Problem Description
Given the head of a singly linked list and an integer k, split the linked list into k consecutive parts. The parts should have sizes as equal as possible such that no two parts differ in size by more than one. If the total number of nodes is not divisible by k, the first few parts will have an extra node. The resulting array of parts should maintain the order from the original list and include null for any parts that do not receive nodes.
Key Insights
- Count the total number of nodes in the linked list.
- Compute the base size for each part by doing an integer division of total nodes by k.
- Calculate the extra nodes (using modulus) which will be distributed one per part for the first extra parts.
- Traverse the linked list, disconnecting sublists based on the computed sizes.

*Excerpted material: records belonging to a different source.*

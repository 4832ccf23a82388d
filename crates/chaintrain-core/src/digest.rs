//! # Content Digests
//!
//! Defines [`ContentDigest`], the single 32-byte SHA-256 digest type used for
//! chunk hashes, Merkle roots, whole-file content digests, training request
//! hashes and ledger transaction digests.
//!
//! Digests serialize as 64 lowercase hex characters. Parsing accepts an
//! optional `0x` prefix and either case, since the dashboard historically
//! displayed roots with a `0x` prefix.

use serde::{Deserialize, Deserializer, Serialize, Serializer};
use sha2::{Digest, Sha256};

use crate::canonical::CanonicalBytes;
use crate::error::ValidationError;

/// A 32-byte SHA-256 digest.
#[derive(Clone, Copy, PartialEq, Eq, Hash, PartialOrd, Ord)]
pub struct ContentDigest([u8; 32]);

impl ContentDigest {
    /// Wrap raw digest bytes.
    pub fn from_bytes(bytes: [u8; 32]) -> Self {
        Self(bytes)
    }

    /// Hash arbitrary bytes.
    pub fn of(data: &[u8]) -> Self {
        Self(sha256_raw(data))
    }

    /// Access the raw digest bytes.
    pub fn as_bytes(&self) -> &[u8; 32] {
        &self.0
    }

    /// Return the digest as a lowercase hex string.
    pub fn to_hex(&self) -> String {
        to_hex(&self.0)
    }

    /// Parse a digest from 64 hex chars, with or without a `0x` prefix.
    pub fn from_hex(s: &str) -> Result<Self, ValidationError> {
        let s = s.trim();
        let s = s.strip_prefix("0x").unwrap_or(s);
        if s.len() != 64 {
            return Err(ValidationError::InvalidDigest(format!(
                "expected 64 hex chars, got {}",
                s.len()
            )));
        }
        let bytes = from_hex(s)?;
        let mut arr = [0u8; 32];
        arr.copy_from_slice(&bytes);
        Ok(Self(arr))
    }

    /// First eight bytes interpreted big-endian, used as a deterministic seed.
    pub fn seed_u64(&self) -> u64 {
        let mut buf = [0u8; 8];
        buf.copy_from_slice(&self.0[..8]);
        u64::from_be_bytes(buf)
    }
}

impl std::fmt::Debug for ContentDigest {
    fn fmt(&self, f: &mut std::fmt::Formatter<'_>) -> std::fmt::Result {
        write!(f, "ContentDigest({})", self.to_hex())
    }
}

impl std::fmt::Display for ContentDigest {
    fn fmt(&self, f: &mut std::fmt::Formatter<'_>) -> std::fmt::Result {
        f.write_str(&self.to_hex())
    }
}

impl std::str::FromStr for ContentDigest {
    type Err = ValidationError;

    fn from_str(s: &str) -> Result<Self, Self::Err> {
        Self::from_hex(s)
    }
}

impl Serialize for ContentDigest {
    fn serialize<S: Serializer>(&self, serializer: S) -> Result<S::Ok, S::Error> {
        serializer.serialize_str(&self.to_hex())
    }
}

impl<'de> Deserialize<'de> for ContentDigest {
    fn deserialize<D: Deserializer<'de>>(deserializer: D) -> Result<Self, D::Error> {
        let s = String::deserialize(deserializer)?;
        Self::from_hex(&s).map_err(serde::de::Error::custom)
    }
}

/// Incremental SHA-256 hasher producing a [`ContentDigest`].
///
/// Used where the hashed input is a composite of canonical bytes and raw
/// binary data (proof transcripts, ledger hash chains).
#[derive(Debug, Clone, Default)]
pub struct Sha256Accumulator {
    hasher: Sha256,
}

impl Sha256Accumulator {
    /// Start a new accumulator.
    pub fn new() -> Self {
        Self::default()
    }

    /// Feed bytes into the hash.
    pub fn update(&mut self, data: &[u8]) {
        self.hasher.update(data);
    }

    /// Finish and return the digest.
    pub fn finalize(self) -> ContentDigest {
        ContentDigest(self.hasher.finalize().into())
    }

    /// Finish and return the digest as lowercase hex.
    pub fn finalize_hex(self) -> String {
        self.finalize().to_hex()
    }
}

/// SHA-256 of raw bytes.
pub fn sha256_raw(data: &[u8]) -> [u8; 32] {
    let mut hasher = Sha256::new();
    hasher.update(data);
    hasher.finalize().into()
}

/// SHA-256 of canonical JSON bytes.
pub fn sha256_digest(data: &CanonicalBytes) -> ContentDigest {
    ContentDigest(sha256_raw(data.as_bytes()))
}

/// Encode bytes as lowercase hex.
pub fn to_hex(bytes: &[u8]) -> String {
    bytes.iter().map(|b| format!("{b:02x}")).collect()
}

/// Decode a hex string (no prefix) into bytes.
pub fn from_hex(s: &str) -> Result<Vec<u8>, ValidationError> {
    if s.len() % 2 != 0 {
        return Err(ValidationError::InvalidHex(format!(
            "odd length: {}",
            s.len()
        )));
    }
    (0..s.len())
        .step_by(2)
        .map(|i| {
            s.get(i..i + 2)
                .and_then(|pair| u8::from_str_radix(pair, 16).ok())
                .ok_or_else(|| ValidationError::InvalidHex(format!("invalid hex at position {i}")))
        })
        .collect()
}

#[cfg(test)]
mod tests {
    use super::*;

    #[test]
    fn known_sha256_vector() {
        let d = ContentDigest::of(b"abc");
        assert_eq!(
            d.to_hex(),
            "ba7816bf8f01cfea414140de5dae2223b00361a396177a9cb410ff61f20015ad"
        );
    }

    #[test]
    fn hex_roundtrip_with_prefix() {
        let d = ContentDigest::of(b"dataset");
        let prefixed = format!("0x{}", d.to_hex().to_uppercase());
        assert_eq!(ContentDigest::from_hex(&prefixed).unwrap(), d);
    }

    #[test]
    fn rejects_short_digest() {
        assert!(ContentDigest::from_hex("abcd").is_err());
    }

    #[test]
    fn rejects_non_hex() {
        let bad = "z".repeat(64);
        assert!(ContentDigest::from_hex(&bad).is_err());
    }

    #[test]
    fn serde_uses_hex_string() {
        let d = ContentDigest::of(b"x");
        let json = serde_json::to_string(&d).unwrap();
        assert_eq!(json, format!("\"{}\"", d.to_hex()));
        let back: ContentDigest = serde_json::from_str(&json).unwrap();
        assert_eq!(back, d);
    }

    #[test]
    fn accumulator_matches_one_shot() {
        let mut acc = Sha256Accumulator::new();
        acc.update(b"ab");
        acc.update(b"c");
        assert_eq!(acc.finalize(), ContentDigest::of(b"abc"));
    }

    #[test]
    fn seed_is_first_eight_bytes() {
        let d = ContentDigest::from_bytes([
            0, 0, 0, 0, 0, 0, 1, 2, 9, 9, 9, 9, 9, 9, 9, 9, 9, 9, 9, 9, 9, 9, 9, 9, 9, 9, 9, 9, 9,
            9, 9, 9,
        ]);
        assert_eq!(d.seed_u64(), 0x0102);
    }

    #[test]
    fn from_hex_odd_length_fails() {
        assert!(from_hex("abc").is_err());
    }
}
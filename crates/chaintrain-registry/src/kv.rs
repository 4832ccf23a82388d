//! # Key-Value Persistence
//!
//! The catalog persists records through a [`KeyValueStore`] so the backing
//! database is injected rather than hard-wired. Values are JSON documents
//! grouped by namespace (`datasets`, `models`, `proofs`, `training`).
//!
//! - [`MemoryKv`]: process memory, for tests and ephemeral runs.
//! - [`FileKv`]: one JSON file per namespace under a data directory,
//!   rewritten atomically on every write.
//!
//! A PostgreSQL implementation lives in the API crate next to its pool.

use std::collections::{BTreeMap, HashMap};
use std::fs;
use std::io::Write;
use std::path::{Path, PathBuf};
use std::sync::atomic::{AtomicBool, Ordering};

use async_trait::async_trait;
use parking_lot::{Mutex, RwLock};
use serde_json::Value;
use thiserror::Error;

/// Errors from a key-value backend.
#[derive(Error, Debug)]
pub enum KvError {
    /// Namespace contains characters outside `[a-z0-9_-]`.
    #[error("invalid namespace {0:?}")]
    InvalidNamespace(String),
    /// The backend refused or failed the call.
    #[error("key-value backend error: {0}")]
    Backend(String),
    /// Stored document is not valid JSON.
    #[error("decode error: {0}")]
    Decode(#[from] serde_json::Error),
    /// Filesystem failure.
    #[error("io error: {0}")]
    Io(#[from] std::io::Error),
}

/// Namespaced JSON document store.
#[async_trait]
pub trait KeyValueStore: Send + Sync + std::fmt::Debug {
    /// Short backend name for logs and health output.
    fn backend(&self) -> &'static str;

    /// Fetch one document.
    async fn get(&self, namespace: &str, key: &str) -> Result<Option<Value>, KvError>;

    /// Insert or replace one document.
    async fn put(&self, namespace: &str, key: &str, value: Value) -> Result<(), KvError>;

    /// Every document in a namespace, ordered by key.
    async fn list(&self, namespace: &str) -> Result<Vec<(String, Value)>, KvError>;

    /// Remove one document. Returns whether it existed.
    async fn delete(&self, namespace: &str, key: &str) -> Result<bool, KvError>;
}

pub(crate) fn validate_namespace(ns: &str) -> Result<&str, KvError> {
    let ok = !ns.is_empty()
        && ns.len() <= 64
        && ns
            .bytes()
            .all(|b| b.is_ascii_lowercase() || b.is_ascii_digit() || b == b'_' || b == b'-');
    if ok {
        Ok(ns)
    } else {
        Err(KvError::InvalidNamespace(ns.to_string()))
    }
}

// -- Memory -------------------------------------------------------------------

/// In-memory store.
#[derive(Debug, Default)]
pub struct MemoryKv {
    data: RwLock<BTreeMap<(String, String), Value>>,
    fail_writes: AtomicBool,
}

impl MemoryKv {
    /// An empty store.
    pub fn new() -> Self {
        Self::default()
    }

    /// Make every subsequent `put` and `delete` fail.
    pub fn set_fail_writes(&self, fail: bool) {
        self.fail_writes.store(fail, Ordering::SeqCst);
    }

    fn check_writable(&self) -> Result<(), KvError> {
        if self.fail_writes.load(Ordering::SeqCst) {
            return Err(KvError::Backend("writes disabled".into()));
        }
        Ok(())
    }
}

#[async_trait]
impl KeyValueStore for MemoryKv {
    fn backend(&self) -> &'static str {
        "memory"
    }

    async fn get(&self, namespace: &str, key: &str) -> Result<Option<Value>, KvError> {
        let ns = validate_namespace(namespace)?;
        Ok(self
            .data
            .read()
            .get(&(ns.to_string(), key.to_string()))
            .cloned())
    }

    async fn put(&self, namespace: &str, key: &str, value: Value) -> Result<(), KvError> {
        let ns = validate_namespace(namespace)?;
        self.check_writable()?;
        self.data
            .write()
            .insert((ns.to_string(), key.to_string()), value);
        Ok(())
    }

    async fn list(&self, namespace: &str) -> Result<Vec<(String, Value)>, KvError> {
        let ns = validate_namespace(namespace)?;
        Ok(self
            .data
            .read()
            .iter()
            .filter(|((n, _), _)| n == ns)
            .map(|((_, k), v)| (k.clone(), v.clone()))
            .collect())
    }

    async fn delete(&self, namespace: &str, key: &str) -> Result<bool, KvError> {
        let ns = validate_namespace(namespace)?;
        self.check_writable()?;
        Ok(self
            .data
            .write()
            .remove(&(ns.to_string(), key.to_string()))
            .is_some())
    }
}

// -- File ---------------------------------------------------------------------

/// JSON files under a directory, one per namespace.
///
/// Each namespace is cached after first access; writes update the cache and
/// replace the file via write-to-temp then rename.
#[derive(Debug)]
pub struct FileKv {
    dir: PathBuf,
    cache: Mutex<HashMap<String, BTreeMap<String, Value>>>,
}

impl FileKv {
    /// Store files under `dir`, creating it if needed.
    pub fn open(dir: impl Into<PathBuf>) -> Result<Self, KvError> {
        let dir = dir.into();
        fs::create_dir_all(&dir)?;
        Ok(Self {
            dir,
            cache: Mutex::new(HashMap::new()),
        })
    }

    /// Directory holding the namespace files.
    pub fn dir(&self) -> &Path {
        &self.dir
    }

    fn path_for(&self, ns: &str) -> PathBuf {
        self.dir.join(format!("{ns}.json"))
    }

    fn load(&self, ns: &str) -> Result<BTreeMap<String, Value>, KvError> {
        match fs::read(self.path_for(ns)) {
            Ok(bytes) => Ok(serde_json::from_slice(&bytes)?),
            Err(e) if e.kind() == std::io::ErrorKind::NotFound => Ok(BTreeMap::new()),
            Err(e) => Err(e.into()),
        }
    }

    fn write(&self, ns: &str, map: &BTreeMap<String, Value>) -> Result<(), KvError> {
        let path = self.path_for(ns);
        let tmp = path.with_extension(format!("json.tmp-{}", std::process::id()));
        {
            let mut f = fs::File::create(&tmp)?;
            f.write_all(&serde_json::to_vec_pretty(map)?)?;
            f.sync_all()?;
        }
        fs::rename(&tmp, &path)?;
        Ok(())
    }

    /// Run `f` against the cached namespace map, loading it on first use.
    fn with_namespace<R>(
        &self,
        namespace: &str,
        f: impl FnOnce(&mut BTreeMap<String, Value>) -> Result<R, KvError>,
    ) -> Result<R, KvError> {
        let ns = validate_namespace(namespace)?;
        let mut cache = self.cache.lock();
        if !cache.contains_key(ns) {
            let loaded = self.load(ns)?;
            cache.insert(ns.to_string(), loaded);
        }
        let map = cache
            .get_mut(ns)
            .ok_or_else(|| KvError::Backend(format!("namespace {ns} not cached")))?;
        f(map)
    }
}

#[async_trait]
impl KeyValueStore for FileKv {
    fn backend(&self) -> &'static str {
        "file"
    }

    async fn get(&self, namespace: &str, key: &str) -> Result<Option<Value>, KvError> {
        self.with_namespace(namespace, |map| Ok(map.get(key).cloned()))
    }

    async fn put(&self, namespace: &str, key: &str, value: Value) -> Result<(), KvError> {
        self.with_namespace(namespace, |map| {
            let previous = map.insert(key.to_string(), value);
            if let Err(e) = self.write(namespace, map) {
                // Keep the cache in step with the file.
                match previous {
                    Some(v) => map.insert(key.to_string(), v),
                    None => map.remove(key),
                };
                return Err(e);
            }
            Ok(())
        })
    }

    async fn list(&self, namespace: &str) -> Result<Vec<(String, Value)>, KvError> {
        self.with_namespace(namespace, |map| {
            Ok(map.iter().map(|(k, v)| (k.clone(), v.clone())).collect())
        })
    }

    async fn delete(&self, namespace: &str, key: &str) -> Result<bool, KvError> {
        self.with_namespace(namespace, |map| {
            let Some(previous) = map.remove(key) else {
                return Ok(false);
            };
            if let Err(e) = self.write(namespace, map) {
                map.insert(key.to_string(), previous);
                return Err(e);
            }
            Ok(true)
        })
    }
}

#[cfg(test)]
mod tests {
    use super::*;
    use serde_json::json;

    #[tokio::test]
    async fn memory_roundtrip_and_namespaces() {
        let kv = MemoryKv::new();
        kv.put("datasets", "a", json!({"n": 1})).await.unwrap();
        kv.put("models", "a", json!({"n": 2})).await.unwrap();
        assert_eq!(kv.get("datasets", "a").await.unwrap(), Some(json!({"n": 1})));
        assert_eq!(kv.list("models").await.unwrap().len(), 1);
        assert!(kv.delete("models", "a").await.unwrap());
        assert!(!kv.delete("models", "a").await.unwrap());
    }

    #[tokio::test]
    async fn memory_write_failure_injection() {
        let kv = MemoryKv::new();
        kv.set_fail_writes(true);
        assert!(matches!(
            kv.put("datasets", "a", json!(1)).await,
            Err(KvError::Backend(_))
        ));
        assert_eq!(kv.get("datasets", "a").await.unwrap(), None);
    }

    #[tokio::test]
    async fn namespace_validation() {
        let kv = MemoryKv::new();
        assert!(matches!(
            kv.get("../etc", "x").await,
            Err(KvError::InvalidNamespace(_))
        ));
        assert!(matches!(
            kv.put("Datasets", "x", json!(1)).await,
            Err(KvError::InvalidNamespace(_))
        ));
    }

    #[tokio::test]
    async fn file_kv_persists_across_reopen() {
        let dir = tempfile::tempdir().unwrap();
        {
            let kv = FileKv::open(dir.path()).unwrap();
            kv.put("datasets", "b", json!({"name": "beta"})).await.unwrap();
            kv.put("datasets", "a", json!({"name": "alpha"})).await.unwrap();
        }
        let kv = FileKv::open(dir.path()).unwrap();
        let all = kv.list("datasets").await.unwrap();
        assert_eq!(all.len(), 2);
        assert_eq!(all[0].0, "a");
        assert_eq!(kv.get("datasets", "b").await.unwrap(), Some(json!({"name": "beta"})));
        assert!(kv.delete("datasets", "a").await.unwrap());
        let kv = FileKv::open(dir.path()).unwrap();
        assert_eq!(kv.list("datasets").await.unwrap().len(), 1);
    }

    #[tokio::test]
    async fn file_kv_rejects_corrupt_file() {
        let dir = tempfile::tempdir().unwrap();
        std::fs::write(dir.path().join("models.json"), b"not json").unwrap();
        let kv = FileKv::open(dir.path()).unwrap();
        assert!(matches!(kv.list("models").await, Err(KvError::Decode(_))));
    }
}
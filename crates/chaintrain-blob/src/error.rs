//! Blob store error types.

use chaintrain_crypto::CryptoError;

/// Errors from blob store calls.
#[derive(Debug, thiserror::Error)]
pub enum BlobError {
    /// HTTP transport error.
    #[error("HTTP error calling {endpoint}: {source}")]
    Http {
        endpoint: String,
        source: reqwest::Error,
    },
    /// The blob store returned a non-2xx status.
    #[error("blob store {endpoint} returned {status}: {body}")]
    ApiError {
        endpoint: String,
        status: u16,
        body: String,
    },
    /// Response deserialization failed.
    #[error("failed to deserialize response from {endpoint}: {source}")]
    Deserialization {
        endpoint: String,
        source: reqwest::Error,
    },
    /// The response parsed but lacks required fields.
    #[error("unexpected response from {endpoint}: {reason}")]
    UnexpectedResponse { endpoint: String, reason: String },
    /// No blob with this id.
    #[error("blob not found: {0}")]
    NotFound(String),
    /// Stored bytes do not match their content address.
    #[error("integrity check failed for blob {blob_id}")]
    Integrity { blob_id: String },
    /// Local storage failure.
    #[error("local blob storage error: {0}")]
    Storage(#[from] CryptoError),
    /// The store refused the call (used by the in-memory store).
    #[error("blob store unavailable: {0}")]
    Unavailable(String),
    /// Configuration error.
    #[error("configuration error: {0}")]
    Config(#[from] super::config::ConfigError),
}

impl BlobError {
    /// Whether the failure lies with the remote service rather than the
    /// request or the data.
    pub fn is_unavailable(&self) -> bool {
        match self {
            Self::Http { .. } | Self::Unavailable(_) => true,
            Self::ApiError { status, .. } => *status >= 500,
            _ => false,
        }
    }
}
//! # Dataset Manifest
//!
//! The manifest is the blob a dataset's `blob_id` points at. It lists every
//! chunk blob in order with its digest and length, so the dataset can be
//! reassembled and re-fingerprinted from the blob store alone.
//!
//! The manifest is stored as canonical JSON and carries nothing but the
//! chunk listing (the filename lives on the dataset record), so the same
//! bytes always yield the same manifest and, on a content-addressed store,
//! the same blob id.

use chaintrain_core::{BlobId, CanonicalBytes, ContentDigest, ValidationError};
use serde::{Deserialize, Serialize};

use crate::error::RegistryError;

/// Manifest format version.
pub const MANIFEST_VERSION: u32 = 1;

/// One stored chunk.
#[derive(Debug, Clone, PartialEq, Eq, Serialize, Deserialize)]
pub struct ManifestChunk {
    /// Position in the chunk sequence.
    pub index: u64,
    /// Blob holding the chunk bytes.
    pub blob_id: BlobId,
    /// SHA-256 of the chunk bytes (the Merkle leaf).
    pub digest: ContentDigest,
    /// Chunk length in bytes.
    pub len: u64,
}

/// Ordered chunk listing for one dataset.
#[derive(Debug, Clone, PartialEq, Eq, Serialize, Deserialize)]
pub struct DatasetManifest {
    /// Format version.
    pub version: u32,
    /// Total size in bytes.
    pub size: u64,
    /// Chunk size the file was split with.
    pub chunk_size: u64,
    /// SHA-256 of the whole file.
    pub content_digest: ContentDigest,
    /// Chunks in order.
    pub chunks: Vec<ManifestChunk>,
}

impl DatasetManifest {
    /// Canonical JSON bytes, as stored in the blob store.
    pub fn to_bytes(&self) -> Result<Vec<u8>, RegistryError> {
        Ok(CanonicalBytes::new(self)?.into_bytes())
    }

    /// Parse and validate manifest bytes fetched from the blob store.
    pub fn from_bytes(bytes: &[u8]) -> Result<Self, RegistryError> {
        let manifest: Self = serde_json::from_slice(bytes).map_err(|e| {
            RegistryError::Integrity(format!("manifest is not valid JSON: {e}"))
        })?;
        manifest.validate()?;
        Ok(manifest)
    }

    /// Check version, ordering and that the lengths add up.
    pub fn validate(&self) -> Result<(), ValidationError> {
        if self.version != MANIFEST_VERSION {
            return Err(ValidationError::InvalidValue {
                field: "version",
                reason: format!("unsupported manifest version {}", self.version),
            });
        }
        if self.chunks.is_empty() {
            return Err(ValidationError::InvalidValue {
                field: "chunks",
                reason: "manifest lists no chunks".into(),
            });
        }
        if self.chunk_size == 0 {
            return Err(ValidationError::InvalidValue {
                field: "chunk_size",
                reason: "must be positive".into(),
            });
        }
        let mut total = 0u64;
        for (i, c) in self.chunks.iter().enumerate() {
            if c.index != i as u64 {
                return Err(ValidationError::InvalidValue {
                    field: "chunks",
                    reason: format!("chunk at position {i} has index {}", c.index),
                });
            }
            let last = i + 1 == self.chunks.len();
            if c.len == 0 || c.len > self.chunk_size || (!last && c.len != self.chunk_size) {
                return Err(ValidationError::InvalidValue {
                    field: "chunks",
                    reason: format!("chunk {i} has length {}", c.len),
                });
            }
            total += c.len;
        }
        if total != self.size {
            return Err(ValidationError::InvalidValue {
                field: "size",
                reason: format!("chunks add up to {total} bytes, manifest says {}", self.size),
            });
        }
        Ok(())
    }

    /// Merkle leaves in chunk order.
    pub fn leaves(&self) -> Vec<[u8; 32]> {
        self.chunks.iter().map(|c| *c.digest.as_bytes()).collect()
    }
}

- If the list is shorter than k, extra parts will be null.
Space and Time Complexity
Time Complexity: O(n), where n is the number of nodes in the linked list. Space Complexity: O(k), used for storing the resultant list of parts.
Solution
The solution uses a two-pass strategy:
- First, traverse the linked list to count the total number of nodes.
- Determine the size of each part (base size and extra nodes for the first several parts).
- In the second pass, iterate over the list, splitting it into parts based on the computed sizes. For each part, disconnect the sublist after the required number of nodes and add the starting node of that part to the result array. The primary data structure used is the linked list itself, and we manipulate pointers to split it. The algorithm is straightforward and leverages simple arithmetic to distribute nodes as equally as possible.